Ggnome · 09-30-2020, 11:25 AM

Hi, I'm doing a WGS sequencing project. The original samples provided were whole human blood in EDTA. After DNA extraction and library gen with the TruSeq DNA PCR-Free protocol w/ 350 bp insert, I got the following results on Tapestation (gel and histogram of one of the 5 libraries, which looks similar to them all):

https://imgur.com/a/T0CJLcS

The result looks a lot different from the figures in the Illumina Library QC whitepaper, so I was wondering if anyone knows if it's a good idea to proceed to sequencing now with this result? If not, any ideas on what went wrong?

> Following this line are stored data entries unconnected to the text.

//! The `squash` and `delete-squashed` commands.

use std::{
    fs,
    io::Write,
    path::{Path, PathBuf},
    rc::Rc,
};

use anyhow::{Context, Result};
use indexmap::{IndexMap, IndexSet};
use log::{debug, info, warn};
use rustc_hash::FxHashSet;

use crate::{
    autodetector::{SquashAutodetector, SquashedHistory},
    changes_file::{ChangeDetector, ChangesFile},
    circular::app_cycles,
    error::SquashError,
    loader::{AppInfo, DiskLoader, MigrationSource, SquashMigrationLoader},
    migration::HistoryNode,
    resolver::ModuleResolver,
    source_utils::file_hash,
    unique_names::TemplateRenamePolicy,
    writer::MigrationWriter,
};

const WRITER_MODULE: &str = "django.db.migrations.writer";

/// How squashed nodes are reported and written.
#[derive(Debug, Clone)]
pub struct WriteOptions {
    pub dry_run: bool,
    pub verbosity: u8,
    pub include_header: bool,
    /// Paths below this directory are shown relative to it.
    pub base_dir: PathBuf,
}

#[derive(Debug, Clone)]
pub struct SquashOptions {
    /// Exported diff of the current models.
    pub changes: PathBuf,
    /// Apps to squash; every other app is ignored when non-empty.
    pub only: Vec<String>,
    pub ignore_apps: Vec<String>,
    pub squashed_name: Option<String>,
    pub write: WriteOptions,
}

/// Squashes every selected app and writes the result.
pub fn run_squash(
    resolver: &ModuleResolver,
    options: &SquashOptions,
    out: &mut dyn Write,
) -> Result<()> {
    let config = resolver.config();
    check_writer_fingerprint(resolver);

    let mut ignore_apps = config.ignore_apps.clone();
    ignore_apps.extend(options.ignore_apps.iter().cloned());
    let ignore_apps = select_apps(config.apps.keys(), &options.only, &ignore_apps)?;
    debug!("Ignoring apps: {ignore_apps:?}");

    let real = DiskLoader::load(resolver)?;
    let squash_view = SquashMigrationLoader::new(&real);
    let detector = ChangesFile::load(&options.changes, resolver)?;

    let mut settings = detector.settings().clone();
    settings.extend(config.settings.clone());
    let mut autodetector = SquashAutodetector::new(settings);
    if let Some(template) = &config.rename_template {
        autodetector = autodetector.with_policy(Rc::new(TemplateRenamePolicy::new(template)));
    }

    let squashed_name = options
        .squashed_name
        .as_deref()
        .unwrap_or(&config.migration_name);
    let squashed = autodetector.squash(
        &real,
        &squash_view,
        &detector,
        &ignore_apps,
        Some(squashed_name),
    )?;
    write_migration_files(&squashed, real.apps(), &options.write, out)
}

/// Retires migrations superseded by earlier squashes.
///
/// With `app_labels`, only those apps are cleaned up.
pub fn run_delete_squashed(
    resolver: &ModuleResolver,
    app_labels: &[String],
    exclude_apps: &[String],
    options: &WriteOptions,
    out: &mut dyn Write,
) -> Result<()> {
    let config = resolver.config();
    let ignore_apps = select_apps(config.apps.keys(), app_labels, exclude_apps)?;

    let real = DiskLoader::load(resolver)?;
    let edits = SquashAutodetector::new(config.settings.clone())
        .delete_old_squashed(&real, &ignore_apps)?;
    if edits.is_empty() {
        writeln!(out, "No squashed migrations to clean up.")?;
        return Ok(());
    }
    write_migration_files(&edits, real.apps(), options, out)
}

/// Reports migrations that depend on each other on disk and, given a
/// changes file, apps whose proposed migrations would depend on each other.
///
/// Finding any cycle is an error.
pub fn run_circular(
    resolver: &ModuleResolver,
    changes: Option<&Path>,
    out: &mut dyn Write,
) -> Result<()> {
    let config = resolver.config();
    let real = DiskLoader::load(resolver)?;

    let migration_cycles = real.graph().cycles();
    if !migration_cycles.is_empty() {
        writeln!(out, "Circular migration dependencies:")?;
        for cycle in &migration_cycles {
            let keys: Vec<String> = cycle.iter().map(ToString::to_string).collect();
            writeln!(out, "  {}", keys.join(", "))?;
        }
    }

    let mut found = migration_cycles.len();
    if let Some(path) = changes {
        let squash_view = SquashMigrationLoader::new(&real);
        let detector = ChangesFile::load(path, resolver)?;
        let proposed = detector.changes(squash_view.graph(), &config.ignore_apps)?;
        for cycle in app_cycles(&proposed) {
            found += 1;
            writeln!(
                out,
                "Circular app dependencies in the proposed migrations: {}",
                cycle.apps.join(", ")
            )?;
            for dependency in &cycle.dependencies {
                writeln!(out, "  * {} depends on {}", dependency.from, dependency.to)?;
            }
        }
    }

    if found == 0 {
        writeln!(out, "No circular dependencies found.")?;
        return Ok(());
    }
    Err(SquashError::CircularDependencies(found).into())
}

/// Validates app labels and returns the apps to leave alone.
///
/// Every label in `only` or `ignore` must name a known app, and no label
/// may be in both. A non-empty `only` ignores every app it does not name.
pub fn select_apps<'a>(
    known: impl IntoIterator<Item = &'a String>,
    only: &[String],
    ignore: &[String],
) -> Result<Vec<String>, SquashError> {
    let known: Vec<&String> = known.into_iter().collect();
    let is_known = |label: &String| known.contains(&label);

    let mut invalid: Vec<String> = Vec::new();
    for label in ignore.iter().chain(only) {
        if !is_known(label) && !invalid.contains(label) {
            invalid.push(label.clone());
        }
    }
    if !invalid.is_empty() {
        return Err(SquashError::InvalidApps(invalid));
    }

    let conflicting: Vec<String> = only
        .iter()
        .filter(|label| ignore.contains(label))
        .cloned()
        .collect::<IndexSet<_>>()
        .into_iter()
        .collect();
    if !conflicting.is_empty() {
        return Err(SquashError::ConflictingApps(conflicting));
    }

    let mut ignored: IndexSet<String> = ignore.iter().cloned().collect();
    if !only.is_empty() {
        ignored.extend(
            known
                .iter()
                .filter(|label| !only.contains(label))
                .map(|label| (*label).clone()),
        );
    }
    Ok(ignored.into_iter().collect())
}

/// Reports and writes every node, app by app.
pub fn write_migration_files(
    changes: &SquashedHistory,
    apps: &IndexMap<String, AppInfo>,
    options: &WriteOptions,
    out: &mut dyn Write,
) -> Result<()> {
    let mut prepared: FxHashSet<&str> = FxHashSet::default();
    for (app_label, nodes) in changes {
        let Some(app) = apps.get(app_label) else {
            return Err(SquashError::Internal(format!("no migrations directory for app `{app_label}`")).into());
        };
        writeln!(out, "Migrations for '{app_label}':")?;
        for node in nodes {
            let writer = MigrationWriter::new(node, &app.path, options.include_header);
            let path = writer.path();
            writeln!(out, "  {}", display_path(&path, &options.base_dir).display())?;
            for line in describe(node) {
                writeln!(out, "    - {line}")?;
            }

            if options.dry_run {
                if options.verbosity >= 3
                    && let Some(text) = writer.as_string()?
                {
                    writeln!(out, "Full migrations file '{}':", writer.filename())?;
                    writeln!(out, "{text}")?;
                }
                continue;
            }

            if prepared.insert(app_label.as_str()) {
                prepare_directory(&app.path)?;
            }
            match writer.as_string()? {
                Some(text) => {
                    fs::write(&path, text)
                        .with_context(|| format!("Failed to write {}", path.display()))?;
                    info!("Wrote {}", path.display());
                }
                None => {
                    fs::remove_file(&path)
                        .with_context(|| format!("Failed to delete {}", path.display()))?;
                    info!("Deleted {}", path.display());
                }
            }
        }
    }
    Ok(())
}

fn describe(node: &HistoryNode) -> Vec<String> {
    if node.is_migration_level() {
        node.describe()
    } else {
        node.operations.iter().map(|operation| operation.describe()).collect()
    }
}

/// Creates the migrations package if needed.
fn prepare_directory(directory: &Path) -> Result<()> {
    fs::create_dir_all(directory)
        .with_context(|| format!("Failed to create {}", directory.display()))?;
    let init = directory.join("__init__.py");
    if !init.is_file() {
        fs::write(&init, "").with_context(|| format!("Failed to create {}", init.display()))?;
    }
    Ok(())
}

/// `path` relative to `base` when it lies below it.
fn display_path(path: &Path, base: &Path) -> PathBuf {
    path.strip_prefix(base)
        .map_or_else(|_| path.to_path_buf(), Path::to_path_buf)
}

/// Warns when the framework's migration writer is not a known version:
/// generated modules follow its layout.
fn check_writer_fingerprint(resolver: &ModuleResolver) {
    let fingerprints = &resolver.config().writer_fingerprints;
    if fingerprints.is_empty() {
        return;
    }
    let location = resolver.locate(WRITER_MODULE);
    let Some(path) = location.path() else {
        debug!("{WRITER_MODULE} not found ({location:?}), skipping the version check");
        return;
    };
    match file_hash(path) {
        Ok(digest) if fingerprints.contains(&digest) => {
            debug!("{WRITER_MODULE} matches a known fingerprint");
        }
        Ok(digest) => warn!(
            "{} has fingerprint {digest}, which is not a known version; generated migrations may not match it",
            path.display()
        ),
        Err(error) => warn!("Failed to read {}: {error}", path.display()),
    }
}
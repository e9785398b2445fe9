//! Renders history nodes as migration modules.
//!
//! Generated nodes are rendered in full. Edit nodes rewrite the
//! `dependencies` and `replaces` statements of an existing file in place, or
//! ask for the file to be deleted.

pub mod imports;
pub mod literals;
pub mod operation_writer;

use std::path::{Path, PathBuf};

use chrono::{DateTime, Local};
use indexmap::IndexSet;
use log::{debug, warn};

use crate::{
    definitions::DefinitionId,
    error::{Result, SquashError},
    migration::{HistoryNode, NodeKind, SquashFlags},
    operations::{Operation, RunPython, RunSql},
    serializer::{Imports, SerializerRegistry, Value, Variable},
    source_utils::{rename_function_header, replace_migration_attribute},
    unique_names::UniqueVariableName,
};
use imports::ImportSection;
use literals::triple_quoted;
use operation_writer::OperationWriter;

const HEADER_DATE_FORMAT: &str = "%Y-%m-%d %H:%M";

pub struct MigrationWriter<'a> {
    node: &'a HistoryNode,
    directory: PathBuf,
    include_header: bool,
    timestamp: DateTime<Local>,
    registry: SerializerRegistry,
}

impl<'a> MigrationWriter<'a> {
    /// `directory` is the migrations directory of the node's app.
    pub fn new(node: &'a HistoryNode, directory: impl Into<PathBuf>, include_header: bool) -> Self {
        Self {
            node,
            directory: directory.into(),
            include_header,
            timestamp: Local::now(),
            registry: SerializerRegistry::squash(),
        }
    }

    #[must_use]
    pub fn with_timestamp(mut self, timestamp: DateTime<Local>) -> Self {
        self.timestamp = timestamp;
        self
    }

    pub fn filename(&self) -> String {
        format!("{}.py", self.node.name())
    }

    /// Where the module lives, or will.
    pub fn path(&self) -> PathBuf {
        match &self.node.original {
            Some(original) if matches!(self.node.kind, NodeKind::Edit(_)) => original.path.clone(),
            _ => self.directory.join(self.filename()),
        }
    }

    /// Contents of the module, or `None` when the file has to be deleted.
    pub fn as_string(&self) -> Result<Option<String>> {
        match &self.node.kind {
            NodeKind::Edit(flags) => self.replace_in_migration(*flags),
            NodeKind::Generated => self.render().map(Some),
        }
    }

    fn replace_in_migration(&self, flags: SquashFlags) -> Result<Option<String>> {
        if flags.removed {
            return Ok(None);
        }
        let Some(original) = &self.node.original else {
            return Err(SquashError::Internal(format!(
                "edit of {} has no source file",
                self.node.key
            )));
        };

        if !flags.dependencies_changed && !flags.replaces_cleared {
            return Err(SquashError::Internal(format!(
                "{} is marked for editing without any change",
                self.node.key
            )));
        }

        let path = original.path.as_path();
        let mut source = original.source.clone();
        let mut applied = false;
        if flags.dependencies_changed {
            let dependencies = Value::List(
                self.node
                    .dependencies
                    .iter()
                    .map(|dependency| dependency.to_value())
                    .collect(),
            );
            let (value, _) = self.registry.serialize(&dependencies)?;
            applied |= self.replace_attribute(path, &mut source, "dependencies", &value)?;
        }
        if flags.replaces_cleared {
            applied |= self.replace_attribute(path, &mut source, "replaces", "[]")?;
        }
        if !applied {
            return Err(SquashError::bad_migration(
                path,
                "none of the attributes to rewrite are assigned in the migration class",
            ));
        }
        Ok(Some(source))
    }

    /// Rewrites `attribute` in place, reporting whether it was found.
    fn replace_attribute(
        &self,
        path: &Path,
        source: &mut String,
        attribute: &str,
        value: &str,
    ) -> Result<bool> {
        match replace_migration_attribute(path, source, attribute, value)? {
            Some(replaced) => {
                *source = replaced;
                Ok(true)
            }
            None => {
                warn!(
                    "{}: no `{attribute}` assignment in the migration class, leaving it as is",
                    path.display()
                );
                Ok(false)
            }
        }
    }

    fn render(&self) -> Result<String> {
        let operations = self.process_operations()?;
        let mut imports = Imports::new();

        let mut operation_strings = Vec::with_capacity(operations.len());
        for operation in &operations {
            let (text, operation_imports) = OperationWriter::new(operation, &self.registry).serialize()?;
            imports.extend(operation_imports);
            operation_strings.push(text);
        }

        let mut dependency_strings = Vec::with_capacity(self.node.dependencies.len());
        for dependency in &self.node.dependencies {
            let (text, dependency_imports) = self.registry.serialize(&dependency.to_value())?;
            imports.extend(dependency_imports);
            dependency_strings.push(format!("        {text},"));
        }

        let import_section = ImportSection::build(imports, &self.node.extra_imports);
        if import_section.needs_manual_porting() {
            warn!(
                "{} references functions in migrations that will be removed: {}",
                self.node.key,
                import_section.manual_porting.join(", ")
            );
        }

        let replaces_str = if self.node.replaces.is_empty() {
            String::new()
        } else {
            let replaces = Value::List(
                self.node
                    .replaces
                    .iter()
                    .map(|key| {
                        Value::Tuple(vec![Value::str(&key.app_label), Value::str(&key.name)])
                    })
                    .collect(),
            );
            format!("\n    replaces = {}\n", self.registry.serialize(&replaces)?.0)
        };
        let initial_str = if self.node.initial {
            "\n    initial = True\n"
        } else {
            ""
        };
        let header = if self.include_header {
            format!(
                "# Generated by squasher {} on {}\n\n",
                env!("CARGO_PKG_VERSION"),
                self.timestamp.format(HEADER_DATE_FORMAT)
            )
        } else {
            String::new()
        };

        let functions = block(&definitions(&operations));
        let variables = block(&self.variables(&operations)?);

        Ok(format!(
            "{header}{imports}{functions}{variables}\n\nclass Migration(migrations.Migration):\n{replaces_str}{initial_str}\n    dependencies = [\n{dependencies}    ]\n\n    operations = [\n{operations}    ]\n",
            imports = import_section.render(),
            dependencies = lines(&dependency_strings),
            operations = lines(&operation_strings),
        ))
    }

    /// Gives names to raw Python and raw SQL operations that were not
    /// lifted by a squash.
    fn process_operations(&self) -> Result<Vec<Operation>> {
        let mut names = UniqueVariableName::new();
        {
            let context = names.context_mut();
            context.app_label = Some(self.node.app_label().to_owned());
            context.node = Some(self.node.name().to_owned());
        }
        for operation in &self.node.operations {
            match operation {
                Operation::RunPython(run_python) => {
                    for callable in std::iter::once(&run_python.code).chain(&run_python.reverse_code) {
                        if callable.local {
                            names.remember(callable);
                        }
                    }
                }
                Operation::RunSql(run_sql) => {
                    for value in std::iter::once(&run_sql.sql).chain(&run_sql.reverse_sql) {
                        if let Value::Variable(variable) = value {
                            names.reserve(&variable.name);
                        }
                    }
                }
                _ => {}
            }
        }

        self.node
            .operations
            .iter()
            .map(|operation| match operation {
                Operation::RunPython(run_python) if !run_python.is_processed() => {
                    debug!("Naming the callables of an unprocessed RunPython in {}", self.node.key);
                    Ok(Operation::RunPython(RunPython::from_operation(
                        run_python, &mut names,
                    )?))
                }
                Operation::RunSql(run_sql) if !run_sql.is_processed() => Ok(Operation::RunSql(
                    RunSql::from_operation(run_sql, &mut names)?,
                )),
                other => Ok(other.clone()),
            })
            .collect()
    }

    fn variables(&self, operations: &[Operation]) -> Result<Vec<String>> {
        let mut variables = Vec::new();
        for operation in operations {
            let Operation::RunSql(run_sql) = operation else {
                continue;
            };
            if let Value::Variable(variable) = &run_sql.sql {
                variables.push(self.variable(variable)?);
            }
            if let Some(Value::Variable(variable)) = &run_sql.reverse_sql
                && variable.is_truthy()
            {
                variables.push(self.variable(variable)?);
            }
        }
        Ok(variables)
    }

    fn variable(&self, variable: &Variable) -> Result<String> {
        let value = match variable.value.as_ref() {
            Value::Str(text) => triple_quoted(text),
            other => self.registry.serialize(other)?.0,
        };
        Ok(format!("{} = {value}", variable.name))
    }
}

/// Source of the functions and classes that move into the module, each
/// definition once.
fn definitions(operations: &[Operation]) -> Vec<String> {
    let mut seen: IndexSet<DefinitionId> = IndexSet::new();
    let mut sources = Vec::new();
    for operation in operations {
        match operation {
            Operation::RunPython(run_python) => {
                for callable in std::iter::once(&run_python.code).chain(&run_python.reverse_code) {
                    if !callable.local || !seen.insert(callable.id()) {
                        continue;
                    }
                    if let Some(source) = &callable.source {
                        sources.push(rename_function_header(
                            source,
                            callable.original_name(),
                            &callable.qualname,
                        ));
                    }
                }
            }
            Operation::Custom(custom) if custom.class.local => {
                if !seen.insert(custom.class.id()) {
                    continue;
                }
                if let Some(source) = &custom.class.source {
                    sources.push(source.clone());
                }
            }
            _ => {}
        }
    }
    sources
        .into_iter()
        .map(|source| format!("{}\n", source.trim_end()))
        .collect()
}

fn block(items: &[String]) -> String {
    if items.is_empty() {
        String::new()
    } else {
        format!("\n\n{}", items.join("\n\n"))
    }
}

fn lines(items: &[String]) -> String {
    if items.is_empty() {
        String::new()
    } else {
        format!("{}\n", items.join("\n"))
    }
}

I'm concerned because I need to save project budget for the sequencing itself, so I'd rather re-do the DNA extract and library gen than sequence bad libraries and get bad data.

Thanks in advance!

jdk787 · 10-01-2020, 05:29 AM

As long as the qPCR results are good those libraries should be fine to sequence.

luc · 10-01-2020, 11:09 AM

You might want to have a look at this FAQ:
https://dnatech.genomecenter.ucdavis...ree-libraries/

Ggnome · 10-01-2020, 04:32 PM

Thanks so much for your replies jdk787 and luc! This UC Davis Q&A is very helpful.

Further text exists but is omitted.